Medarex
- Company type: Public
- Traded as: Nasdaq: MEDX
- Industry: Biopharmaceutical
- Founded: 1987; 38 years ago
- Founder: Dr. Michael W. Fanger Dr. Paul M. Guyre Dr. Edward D. Ball
- Defunct: 2009; 16 years ago
- Fate: Acquired by Bristol Myers Squibb
- Headquarters: Princeton, New Jersey, U.S.
- Parent: Bristol Myers Squibb

= Medarex =

American biopharmaceutical company

Medarex was an American biopharmaceutical company based in Princeton, New Jersey, with manufacturing facilities in Bloomsbury and Annandale, New Jersey, and research facilities in Milpitas and Sunnyvale, California. In 2009, Medarex was purchased by Bristol Myers Squibb.

Medarex developed monoclonal antibodies to CTLA-4 and PD-1, which are proteins on the surface of T cells. T cells attack cancer cells, but CTLA-4 and PD-1 act as "brakes" on the T cell's anti-cancer activities. The monoclonal antibodies bind to these proteins and block them, releasing the T cell to attack cancer cells.

Several monoclonal antibodies developed by Medarex have been approved for disease therapy. In 2009, the U.S. Food and Drug Administration approved Simponi, a human monoclonal antibody to tumor necrosis factor alpha co-developed with Johnson & Johnson's Janssen Biotech, for treatment of arthritis.
In 2011, the U.S. FDA approved ipilimumab, a monoclonal antibody to CTLA-4, for treatment of metastatic melanoma.
In 2014, the U.S. FDA approved nivolumab, a monoclonal antibody to PD-1, for treatment of advanced melanoma. Its use was expanded to the treatment of squamous non-small-cell lung carcinoma in 2015.

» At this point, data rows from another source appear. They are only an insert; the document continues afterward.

use std::path::{Path, PathBuf};

use super::layout::PakPath;

/// 默认重试次数（不含首次请求）
pub const DEFAULT_MAX_RETRIES: u32 = 3;

/// 单个文件的下载任务，由调度器按编号创建，交给传输引擎消费
#[derive(Debug, Clone)]
pub struct DownloadTask {
    pub index: u64,
    pub remote_url: String,
    pub file_name: String,
    pub local_path: PathBuf,
    pub remaining_retries: u32,
}

impl DownloadTask {
    pub fn new(index: u64, dest_dir: &Path, file_name: &str, remote_url: &str) -> Self {
        Self {
            index,
            remote_url: remote_url.to_string(),
            file_name: file_name.to_string(),
            local_path: dest_dir.join(file_name),
            remaining_retries: DEFAULT_MAX_RETRIES,
        }
    }

    /// 根据补丁包编号生成任务
    pub fn for_pak(pak: &PakPath, dest_dir: &Path, base_url: &str) -> Self {
        Self::new(pak.index(), dest_dir, &pak.file_name(), &pak.remote_url(base_url))
    }

    pub fn with_retries(mut self, max_retries: u32) -> Self {
        self.remaining_retries = max_retries;
        self
    }
}

/// 单个文件下载的最终结果，两种情况都不会中断调度
#[derive(Debug)]
pub enum TransferOutcome {
    Completed { bytes: u64 },
    ExhaustedRetries { attempts: u32, error: super::error::DownloadError },
}

impl TransferOutcome {
    pub fn is_completed(&self) -> bool {
        matches!(self, TransferOutcome::Completed { .. })
    }
}
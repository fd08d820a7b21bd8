#![allow(dead_code)]

use actix::prelude::*;
use std::collections::HashMap;
use std::net::SocketAddr;
use std::path::Path;
use std::sync::{Arc, Mutex};
use std::time::Duration;
use tokio::io::{AsyncReadExt, AsyncWriteExt};
use tokio::net::{TcpListener, TcpStream};

use pakdown::core::{ProgressObserver, ReadLimits, TransferEngine, TransferProgress};
use pakdown::utils::logger::FailureLogActor;

/// 模拟服务器对一次请求的回应
pub enum Reply {
    /// 200 + 完整内容
    Body(Vec<u8>),
    /// 任意状态码，无内容
    Status(u16),
    /// 302 跳转到指定路径
    Redirect(String),
    /// 200 + 带 Content-Encoding 的原始内容
    Encoded { encoding: &'static str, body: Vec<u8> },
    /// 声明 `declared` 字节，只发送 `sent` 后断开连接
    Truncated { declared: usize, sent: Vec<u8> },
    /// 接受连接后不回应
    Stall,
}

/// 按顺序记录请求路径的最小 HTTP/1.1 服务器
pub struct MockServer {
    addr: SocketAddr,
    requests: Arc<Mutex<Vec<String>>>,
}

impl MockServer {
    /// `handler(path, attempt)`，attempt 为该路径第几次被请求（从 1 开始）
    pub async fn start<F>(handler: F) -> Self
    where
        F: Fn(&str, usize) -> Reply + 'static,
    {
        let listener = TcpListener::bind("127.0.0.1:0").await.unwrap();
        let addr = listener.local_addr().unwrap();
        let requests = Arc::new(Mutex::new(Vec::new()));
        let seen = requests.clone();

        actix_rt::spawn(async move {
            let mut attempts: HashMap<String, usize> = HashMap::new();
            while let Ok((mut socket, _)) = listener.accept().await {
                let Some(path) = read_request_path(&mut socket).await else {
                    continue;
                };
                let attempt = {
                    let count = attempts.entry(path.clone()).or_insert(0);
                    *count += 1;
                    *count
                };
                seen.lock().unwrap().push(path.clone());
                let reply = handler(&path, attempt);
                actix_rt::spawn(write_reply(socket, reply));
            }
        });

        Self { addr, requests }
    }

    pub fn base_url(&self) -> String {
        format!("http://{}", self.addr)
    }

    pub fn requests(&self) -> Vec<String> {
        self.requests.lock().unwrap().clone()
    }

    pub fn count(&self, path: &str) -> usize {
        self.requests().iter().filter(|p| p.as_str() == path).count()
    }
}

async fn read_request_path(socket: &mut TcpStream) -> Option<String> {
    let mut buf = Vec::new();
    let mut chunk = [0u8; 1024];
    while !buf.windows(4).any(|w| w == b"\r\n\r\n") {
        let n = socket.read(&mut chunk).await.ok()?;
        if n == 0 {
            return None;
        }
        buf.extend_from_slice(&chunk[..n]);
    }
    let head = String::from_utf8_lossy(&buf);
    let request_line = head.lines().next()?;
    request_line.split_whitespace().nth(1).map(str::to_string)
}

async fn write_reply(mut socket: TcpStream, reply: Reply) {
    match reply {
        Reply::Body(body) => {
            let head = format!(
                "HTTP/1.1 200 OK\r\nContent-Length: {}\r\nConnection: close\r\n\r\n",
                body.len()
            );
            let _ = socket.write_all(head.as_bytes()).await;
            let _ = socket.write_all(&body).await;
        }
        Reply::Status(code) => {
            let head = format!(
                "HTTP/1.1 {} Status\r\nContent-Length: 0\r\nConnection: close\r\n\r\n",
                code
            );
            let _ = socket.write_all(head.as_bytes()).await;
        }
        Reply::Redirect(location) => {
            let head = format!(
                "HTTP/1.1 302 Found\r\nLocation: {}\r\nContent-Length: 0\r\nConnection: close\r\n\r\n",
                location
            );
            let _ = socket.write_all(head.as_bytes()).await;
        }
        Reply::Encoded { encoding, body } => {
            let head = format!(
                "HTTP/1.1 200 OK\r\nContent-Encoding: {}\r\nContent-Length: {}\r\nConnection: close\r\n\r\n",
                encoding,
                body.len()
            );
            let _ = socket.write_all(head.as_bytes()).await;
            let _ = socket.write_all(&body).await;
        }
        Reply::Truncated { declared, sent } => {
            let head = format!(
                "HTTP/1.1 200 OK\r\nContent-Length: {}\r\nConnection: close\r\n\r\n",
                declared
            );
            let _ = socket.write_all(head.as_bytes()).await;
            let _ = socket.write_all(&sent).await;
        }
        Reply::Stall => {
            tokio::time::sleep(Duration::from_secs(30)).await;
        }
    }
    let _ = socket.flush().await;
    let _ = socket.shutdown().await;
}

/// 一个不会被监听的本地地址
pub async fn refused_base_url() -> String {
    let listener = TcpListener::bind("127.0.0.1:0").await.unwrap();
    let addr = listener.local_addr().unwrap();
    drop(listener);
    format!("http://{}", addr)
}

pub fn engine(log_path: &Path, read_timeout: Duration) -> TransferEngine {
    let failure_log = FailureLogActor::new(log_path).start();
    TransferEngine::new(failure_log, ReadLimits::new(read_timeout, 0), "pakdown-test")
}

pub fn payload(len: usize) -> Vec<u8> {
    (0..len).map(|i| (i % 251) as u8).collect()
}

pub fn pak_path(index: u64) -> String {
    format!("/{:08}/Patch{:08}.pak", index, index)
}

/// 记录观察者收到的事件
#[derive(Debug, Default)]
pub struct Recorder {
    pub started: Vec<(String, u64)>,
    pub updates: Vec<u64>,
    pub finished: usize,
    pub abandoned: usize,
}

impl ProgressObserver for Recorder {
    fn start(&mut self, file_name: &str, total_bytes: u64) {
        self.started.push((file_name.to_string(), total_bytes));
    }

    fn update(&mut self, progress: &TransferProgress) {
        self.updates.push(progress.transferred_bytes);
    }

    fn finish(&mut self) {
        self.finished += 1;
    }

    fn abandon(&mut self) {
        self.abandoned += 1;
    }
}
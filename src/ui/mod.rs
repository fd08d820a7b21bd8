mod progress;

use std::fmt;
use std::path::PathBuf;
use std::time::Duration;
pub use progress::ConsoleProgress;

pub fn print_success(message: &str) {
    println!("✓ {}", message);
}

pub fn print_error(message: &str) {
    println!("✗ {}", message);
}

/// 一次运行的统计
#[derive(Debug, Clone, Default)]
pub struct RunSummary {
    pub output_dir: PathBuf,
    pub requested: u64,
    pub completed: u64,
    /// 重试耗尽，已写入失败日志
    pub exhausted: u64,
    /// 非 200 或本地错误，直接跳过
    pub skipped: u64,
    pub total_bytes: u64,
    pub elapsed_time: Duration,
}

impl RunSummary {
    pub fn new(output_dir: PathBuf) -> Self {
        Self {
            output_dir,
            ..Default::default()
        }
    }

    pub fn failed_count(&self) -> u64 {
        self.exhausted + self.skipped
    }

    pub fn is_clean(&self) -> bool {
        self.failed_count() == 0
    }
}

impl fmt::Display for RunSummary {
    fn fmt(&self, f: &mut fmt::Formatter<'_>) -> fmt::Result {
        writeln!(f, "\n下载摘要:")?;
        writeln!(f, "输出目录: {}", self.output_dir.display())?;
        writeln!(f, "总文件数: {}", self.requested)?;
        writeln!(f, "总大小: {}", format_size(self.total_bytes))?;
        writeln!(f, "耗时: {:.2}秒", self.elapsed_time.as_secs_f64())?;
        writeln!(f, "成功: {}", self.completed)?;
        writeln!(f, "重试耗尽: {}", self.exhausted)?;
        writeln!(f, "跳过: {}", self.skipped)?;
        Ok(())
    }
}

pub fn format_size(size: u64) -> String {
    const UNITS: [&str; 4] = ["B", "KB", "MB", "GB"];
    let mut size = size as f64;
    let mut unit_index = 0;

    while size >= 1024.0 && unit_index < UNITS.len() - 1 {
        size /= 1024.0;
        unit_index += 1;
    }

    format!("{:.2} {}", size, UNITS[unit_index])
}
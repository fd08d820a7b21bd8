use indicatif::{ProgressBar, ProgressDrawTarget, ProgressStyle};

use crate::core::progress::{size_mb, ProgressObserver, TransferProgress};

const BAR_TEMPLATE: &str = "{bar:40} {percent}% | {msg}";
const SPINNER_TEMPLATE: &str = "{spinner} {msg}";

/// 控制台进度条，同一时间只有一个文件在下载，所以只维护一个进度条
pub struct ConsoleProgress {
    bar: Option<ProgressBar>,
    total_mb: f64,
    hidden: bool,
}

impl ConsoleProgress {
    pub fn new() -> Self {
        ConsoleProgress {
            bar: None,
            total_mb: 0.0,
            hidden: false,
        }
    }

    /// 不向终端输出，测试用
    pub fn hidden() -> Self {
        ConsoleProgress {
            hidden: true,
            ..Self::new()
        }
    }

    pub fn position(&self) -> Option<u64> {
        self.bar.as_ref().map(|pb| pb.position())
    }

    pub fn message(&self) -> Option<String> {
        self.bar.as_ref().map(|pb| pb.message())
    }

    fn status(&self, value: &str, speed: &str) -> String {
        if self.total_mb > 0.0 {
            format!("{}/{} MB | Speed: {} KB/s", value, self.total_mb, speed)
        } else {
            format!("{} MB | Speed: {} KB/s", value, speed)
        }
    }
}

impl Default for ConsoleProgress {
    fn default() -> Self {
        Self::new()
    }
}

impl ProgressObserver for ConsoleProgress {
    fn start(&mut self, _file_name: &str, total_bytes: u64) {
        let pb = if total_bytes > 0 {
            let style = ProgressStyle::with_template(BAR_TEMPLATE)
                .unwrap_or_else(|_| ProgressStyle::default_bar())
                .progress_chars("█░");
            ProgressBar::new(total_bytes).with_style(style)
        } else {
            let style = ProgressStyle::with_template(SPINNER_TEMPLATE)
                .unwrap_or_else(|_| ProgressStyle::default_spinner());
            ProgressBar::new_spinner().with_style(style)
        };
        if self.hidden {
            pb.set_draw_target(ProgressDrawTarget::hidden());
        }
        self.total_mb = size_mb(total_bytes);
        pb.set_message(self.status("0.00", "N/A"));
        self.bar = Some(pb);
    }

    fn update(&mut self, progress: &TransferProgress) {
        let message = self.status(&progress.value_label(), &progress.speed_label());
        if let Some(pb) = &self.bar {
            if progress.total_known() {
                pb.set_position(progress.transferred_bytes);
            } else {
                pb.tick();
            }
            pb.set_message(message);
        }
    }

    fn finish(&mut self) {
        if let Some(pb) = self.bar.take() {
            pb.finish();
        }
    }

    fn abandon(&mut self) {
        if let Some(pb) = self.bar.take() {
            pb.abandon();
        }
    }
}
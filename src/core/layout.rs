//! 远端补丁包命名规则与本地输出目录布局

use chrono::{DateTime, Local};
use std::io;
use std::path::{Path, PathBuf};

use super::error::DownloadError;

/// 8位编号能表示的最大值
pub const MAX_PAK_INDEX: u64 = 99_999_999;

/// 编号对应的补丁包路径
///
/// 编号 42 对应 `00000042/Patch00000042.pak`
#[derive(Debug, Clone, PartialEq, Eq)]
pub struct PakPath {
    index: u64,
    padded: String,
}

impl PakPath {
    pub fn from_index(index: u64) -> Result<Self, DownloadError> {
        if index > MAX_PAK_INDEX {
            return Err(DownloadError::IndexOverflow(index));
        }
        Ok(Self {
            index,
            padded: format!("{:08}", index),
        })
    }

    pub fn index(&self) -> u64 {
        self.index
    }

    /// 8位补零编号
    pub fn padded(&self) -> &str {
        &self.padded
    }

    pub fn file_name(&self) -> String {
        format!("Patch{}.pak", self.padded)
    }

    /// 相对 baseUrl 的远端路径
    pub fn relative_path(&self) -> String {
        format!("{}/{}", self.padded, self.file_name())
    }

    /// 拼接远端地址，不对 baseUrl 的结尾斜杠做任何处理
    pub fn remote_url(&self, base_url: &str) -> String {
        format!("{}/{}", base_url, self.relative_path())
    }
}

/// 单次运行的输出目录 `<root>/<HH.MM.SS>`
#[derive(Debug, Clone)]
pub struct OutputDirectory {
    path: PathBuf,
}

impl OutputDirectory {
    /// 按当前本地时间创建本次运行的目录
    pub fn create(root: &Path) -> io::Result<Self> {
        Self::create_at(root, Local::now())
    }

    /// 目录名已存在时追加 `-2`、`-3` …，保证每次运行都是新目录
    pub fn create_at(root: &Path, now: DateTime<Local>) -> io::Result<Self> {
        std::fs::create_dir_all(root)?;
        let stamp = now.format("%H.%M.%S").to_string();
        let mut suffix = 1u32;
        loop {
            let name = if suffix == 1 {
                stamp.clone()
            } else {
                format!("{}-{}", stamp, suffix)
            };
            let candidate = root.join(name);
            match std::fs::create_dir(&candidate) {
                Ok(()) => {
                    log::debug!("创建输出目录: {}", candidate.display());
                    return Ok(Self { path: candidate });
                }
                Err(e) if e.kind() == io::ErrorKind::AlreadyExists => suffix += 1,
                Err(e) => return Err(e),
            }
        }
    }

    pub fn path(&self) -> &Path {
        &self.path
    }
}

Medarex developed some of the first transgenic mice with humanized immune systems, in order to generate fully human antibodies. Many of the on-market monoclonal antibodies have been derived from this platform.

==History==

Medarex was founded in 1987 by a group of immunologists at Dartmouth Medical School—Dr. Michael W. Fanger, Dr. Paul M. Guyre, and Dr. Edward D. Ball — who partnered with Donald L. Drakeman and Charles Schaller of Essex Chemical Company, through its venture capital arm Essex Vencap.

Drakeman, a Dartmouth graduate, brought the parties together and served as the company's chief executive officer. The company went public in 1991, with 2,300,000 shares of common stock at $6.10 per share and 2,250,000 Redeemable Warrants offered at its IPO. The company's second president and CEO was Howard H. Pien, succeeding Drakeman in 2007. Genmab was founded as a European spin-off of American Biotech company Medarex in February 1999.

The company was acquired by Bristol Myers Squibb in 2009 for $2.4 billion, which included $300 million in debt, making the payment to Medarex $2.1 billion.